What to do
Where a line below includes the word "MatrixDisplay", copy that line.

[[ Material shown, beginning ]]

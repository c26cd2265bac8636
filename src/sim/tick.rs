//! Poll-driven game loop
//!
//! `tick` is called as often as the firmware loop likes. The paddle follows
//! the knob on every call; the ball only moves when the step interval has
//! elapsed.

use super::collision::{Arena, Contact, step_ball};
use super::state::{GameEvent, GamePhase, GameState, Trigger};

/// Inputs sampled for a single poll
#[derive(Debug, Clone, Copy, Default, PartialEq, Eq)]
pub struct TickInput {
    /// Monotonic timestamp (milliseconds)
    pub now_ms: u64,
    /// Raw paddle knob reading
    pub analog: i32,
    /// Action button level (already debounced)
    pub action: bool,
}

/// Advance the session by one poll
pub fn tick(state: &mut GameState, input: &TickInput) {
    state.events.clear();

    state
        .paddle
        .update_scaled(input.analog, state.tuning.analog_max);

    let pressed = state.action.press(input.action, input.now_ms);

    match state.phase {
        GamePhase::Waiting => {
            if pressed {
                apply(state, Trigger::ActionPressed, input.now_ms);
            }
        }
        GamePhase::Playing => {
            if state
                .step_clock
                .due(input.now_ms, state.tuning.step_interval_ms)
            {
                physics_step(state, input.now_ms);
            }
        }
        GamePhase::GameOver | GamePhase::Victory => {
            if pressed {
                apply(state, Trigger::ActionPressed, input.now_ms);
            }
        }
    }
}

/// Run the collision pipeline once and feed its outcome to the state machine
fn physics_step(state: &mut GameState, now_ms: u64) {
    let report = {
        let mut arena = Arena {
            paddle: &state.paddle,
            bricks: &mut state.bricks,
            edge_bias: state.tuning.paddle_edge_bias,
        };
        step_ball(&mut state.ball, &mut arena)
    };
    state.steps += 1;

    for contact in &report.contacts {
        let event = match *contact {
            Contact::Wall => GameEvent::WallBounce,
            Contact::Ceiling => GameEvent::CeilingBounce,
            Contact::Paddle { column, edge } => GameEvent::PaddleHit { column, edge },
            Contact::Brick { col, row } => {
                let score = state.score();
                log::debug!("Brick ({col}, {row}) destroyed, score {score}");
                GameEvent::BrickDestroyed { col, row, score }
            }
        };
        state.events.push(event);
    }

    match report.transition {
        Some(GamePhase::GameOver) => apply(state, Trigger::BallLost, now_ms),
        Some(GamePhase::Victory) => apply(state, Trigger::FieldCleared, now_ms),
        _ => {}
    }
}

/// Look up the transition table and perform the entry actions of the new phase
fn apply(state: &mut GameState, trigger: Trigger, now_ms: u64) {
    let Some(next) = state.phase.on(trigger) else {
        return;
    };
    let from = state.phase;

    match next {
        GamePhase::Playing => {
            state.phase = GamePhase::Playing;
            state.step_clock.stamp(now_ms);
            state
                .action
                .hold_off(now_ms, state.tuning.start_holdoff_ms);
            state.events.push(GameEvent::Started);
        }
        GamePhase::GameOver => {
            state.phase = GamePhase::GameOver;
            state.events.push(GameEvent::GameOver);
        }
        GamePhase::Victory => {
            state.phase = GamePhase::Victory;
            state.events.push(GameEvent::Victory);
        }
        GamePhase::Waiting => {
            state.reset(now_ms);
            state
                .action
                .hold_off(now_ms, state.tuning.restart_holdoff_ms);
            state.events.push(GameEvent::Reset);
        }
    }

    log::info!(
        "{from:?} -> {next:?} after {} steps, score {}",
        state.steps,
        state.score()
    );
}
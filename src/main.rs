//! Block Breaker headless demo
//!
//! Runs one session on a simulated clock with an autopilot on the paddle
//! knob and draws the matrix and status display in the terminal.
//!
//! Usage: `block-breaker [TUNING.json | --print-tuning]`

use std::io::Write;

use block_breaker::consts::PADDLE_MAX_X;
use block_breaker::sim::{GameEvent, GamePhase, GameState, TickInput, tick};
use block_breaker::{Frame, MatrixDisplay, StatusLines, TextDisplay, Tuning, compose, hud};

/// Firmware loop period being simulated
const POLL_MS: u64 = 20;
/// Give up after this many polls (about ten minutes of play)
const MAX_POLLS: u64 = 30_000;

/// Terminal stand-in for the LED matrix and character display
struct Terminal<W: Write> {
    out: W,
}

impl<W: Write> MatrixDisplay for Terminal<W> {
    fn render_bitmap(&mut self, frame: &Frame) {
        for row in frame.0.iter() {
            let line: String = row.iter().map(|&p| if p != 0 { '#' } else { '.' }).collect();
            let _ = writeln!(self.out, "  {line}");
        }
    }
}

impl<W: Write> TextDisplay for Terminal<W> {
    fn show(&mut self, lines: &StatusLines) {
        let _ = writeln!(self.out, "  +----------------+");
        let _ = writeln!(self.out, "  |{}|", lines.top);
        let _ = writeln!(self.out, "  |{}|", lines.bottom);
        let _ = writeln!(self.out, "  +----------------+");
    }
}

/// Knob reading that puts the paddle centre under the ball
fn autopilot(state: &GameState, analog_max: i32) -> i32 {
    let max_x = PADDLE_MAX_X as i32;
    let target = (state.ball.pos.x as i32 - 1).clamp(0, max_x);
    // Inverse of the paddle mapping, rounded up so truncation lands on `target`
    ((max_x - target) * analog_max + max_x - 1) / max_x
}

fn load_tuning() -> Option<Tuning> {
    let Some(arg) = std::env::args().nth(1) else {
        return Some(Tuning::default());
    };

    if arg == "--print-tuning" {
        match Tuning::default().to_json() {
            Ok(json) => println!("{json}"),
            Err(e) => log::error!("Failed to serialize tuning: {e}"),
        }
        return None;
    }

    match std::fs::read_to_string(&arg).map_err(|e| e.to_string()).and_then(|json| {
        Tuning::from_json(&json).map_err(|e| e.to_string())
    }) {
        Ok(tuning) => {
            log::info!("Loaded tuning from {arg}");
            Some(tuning)
        }
        Err(e) => {
            log::warn!("Ignoring tuning file {arg}: {e}");
            Some(Tuning::default())
        }
    }
}

fn main() {
    env_logger::init();
    log::info!("Block Breaker (headless) starting...");

    let Some(tuning) = load_tuning() else {
        return;
    };
    let analog_max = tuning.analog_max;

    let mut term = Terminal {
        out: std::io::stdout().lock(),
    };
    term.show(&hud::intro());

    let mut now = 0;
    let mut state = GameState::new(tuning, now);
    term.show(&hud::status_lines(&state));
    term.render_bitmap(&compose(&state.render_model()));

    for poll in 0..MAX_POLLS {
        now += POLL_MS;
        let input = TickInput {
            now_ms: now,
            analog: autopilot(&state, analog_max),
            // Tap the button once to launch
            action: poll == 5,
        };
        let steps_before = state.steps;
        tick(&mut state, &input);

        let scored = state
            .events()
            .iter()
            .any(|e| matches!(e, GameEvent::BrickDestroyed { .. } | GameEvent::Started));
        if scored {
            term.show(&hud::status_lines(&state));
        }
        if state.steps != steps_before {
            let _ = writeln!(term.out, "  step {}", state.steps);
            term.render_bitmap(&compose(&state.render_model()));
        }

        if state.phase.is_finished() {
            term.show(&hud::status_lines(&state));
            term.render_bitmap(&compose(&state.render_model()));
            break;
        }
    }

    match state.phase {
        GamePhase::Victory => log::info!("Cleared the field in {} steps", state.steps),
        GamePhase::GameOver => log::info!("Ball lost with score {}", state.score()),
        phase => log::warn!("Stopped in {phase:?} after {MAX_POLLS} polls"),
    }

    // Blank the matrix on exit, like leaving the game menu
    term.render_bitmap(&Frame::blank());
}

[[ Material shown, end ]]

Response to this exercise
use block_breaker::{Frame, MatrixDisplay, StatusLines, TextDisplay, Tuning, compose, hud};
impl<W: Write> MatrixDisplay for Terminal<W> {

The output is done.